In all these questions, we of necessity turn to the user community. In fact we do not follow the usage of these technologies as much as we ought to. One outcome of the Riga summit is a set of public challenges that will hopefully ameliorate this state of matters, to be released soon.

The general feeling was that there is more going on on the data side than the AI side. The LOD movement proceeds and lightweight everything predominates, also for knowledge representation. There was some discussion about "pay as you go" integration. On the one hand, there is no up-front integration of information systems just for its own sake, so pay as you go is the only kind that exists, system by system, as the need becomes sufficient. On the other hand, each such integration is a process which has its distinct steps and maintenance and within itself it is planned, and thus pre-paid, so to speak. We need more work with the data itself to better understand the matter. The open government data should offer a playground for this and there will be a special challenge around this.

Schema.org and Microdata got their share of discussion. As we see it, it is good that search engines make their pre-competitive data open. This is better than, for example, Google wanting retailers to put their catalogs in Google Base. We do not care about the specific syntax in which data is embedded; we support them all. Microdata converts easily to triples, and if one wants to make a tabular extraction for use with relational tools, this too is simple enough. Applications will have to do their own entity resolution, but this is independent of data publication format.

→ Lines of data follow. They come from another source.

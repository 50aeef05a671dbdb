//! Command-line front end over [`DevbaoClient`].

pub mod cluster;
pub mod node;
pub mod profile;

use anyhow::{Context, Result};
use clap::{ArgAction, Parser, Subcommand};
use devbao::{DevbaoClient, Node, Profile};
use std::path::PathBuf;
use tracing_subscriber::EnvFilter;

#[derive(Parser, Debug)]
#[command(
    name = "devbao",
    version,
    about = "Run local OpenBao and Vault nodes and clusters for development"
)]
pub struct Cli {
    /// Directory holding node and cluster state.
    #[arg(long, global = true, env = "DEVBAO_HOME", value_name = "DIR")]
    pub home: Option<PathBuf>,
    /// Log more; repeat for debug output.
    #[arg(short, long, global = true, action = ArgAction::Count)]
    pub verbose: u8,
    #[command(subcommand)]
    pub command: Command,
}

#[derive(Subcommand, Debug)]
pub enum Command {
    /// Manage single server instances.
    Node {
        #[command(subcommand)]
        action: node::NodeCommand,
    },
    /// Manage HA clusters of nodes.
    Cluster {
        #[command(subcommand)]
        action: cluster::ClusterCommand,
    },
    /// Apply predefined setups to a running node.
    Profile {
        #[command(subcommand)]
        action: profile::ProfileCommand,
    },
}

impl Cli {
    pub async fn run(self) -> Result<()> {
        let mut builder = DevbaoClient::builder();
        if let Some(home) = self.home {
            builder = builder.base_directory(home);
        }
        let client = builder.build().context("failed to set up workspace")?;

        match self.command {
            Command::Node { action } => node::run(&client, action).await,
            Command::Cluster { action } => cluster::run(&client, action).await,
            Command::Profile { action } => profile::run(&client, action).await,
        }
    }
}

/// Installs a stderr subscriber; `RUST_LOG` wins over `-v`.
pub fn init_logging(verbose: u8) {
    let default = match verbose {
        0 => "warn",
        1 => "info",
        _ => "debug",
    };
    let filter = EnvFilter::try_from_default_env().unwrap_or_else(|_| EnvFilter::new(default));
    tracing_subscriber::fmt()
        .with_env_filter(filter)
        .with_writer(std::io::stderr)
        .with_target(verbose > 1)
        .init();
}

pub(crate) fn print_warnings(warnings: &[String]) {
    for (index, warning) in warnings.iter().enumerate() {
        eprintln!(" - [warning {index}]: {warning}");
    }
}

pub(crate) fn parse_profiles(names: &[String]) -> Result<Vec<Profile>> {
    names
        .iter()
        .map(|name| name.parse::<Profile>().map_err(anyhow::Error::from))
        .collect()
}

/// Applies profiles in order, reporting warnings per profile.
pub(crate) async fn apply_profiles(
    client: &DevbaoClient,
    node: &Node,
    profiles: &[Profile],
) -> Result<()> {
    for (index, profile) in profiles.iter().enumerate() {
        let warnings = client
            .apply_profile(node, *profile)
            .await
            .with_context(|| format!("applying profile [{index}/{profile}]"))?;
        if !warnings.is_empty() {
            eprintln!("for profile [{index}/{profile}]:");
            print_warnings(&warnings);
        }
    }
    Ok(())
}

All in all, the mood was positive. Mark Greaves noted in his closing remarks that there has been a 1000x increase in published GDB data over a few years. There is in fact a large quantity of technology for tackling almost any aspect of the LOD value chain, but people do not necessarily know about this nor is it easy to integrate. Still there would be great value in integration. Getting software to interoperate in a meaningful way is manual labor, so it might make sense to organize hackathons around this. While the STI Summit is for the senior people, there could be a parallel track of events for bringing the coders together to actually practice tool integration and interoperation.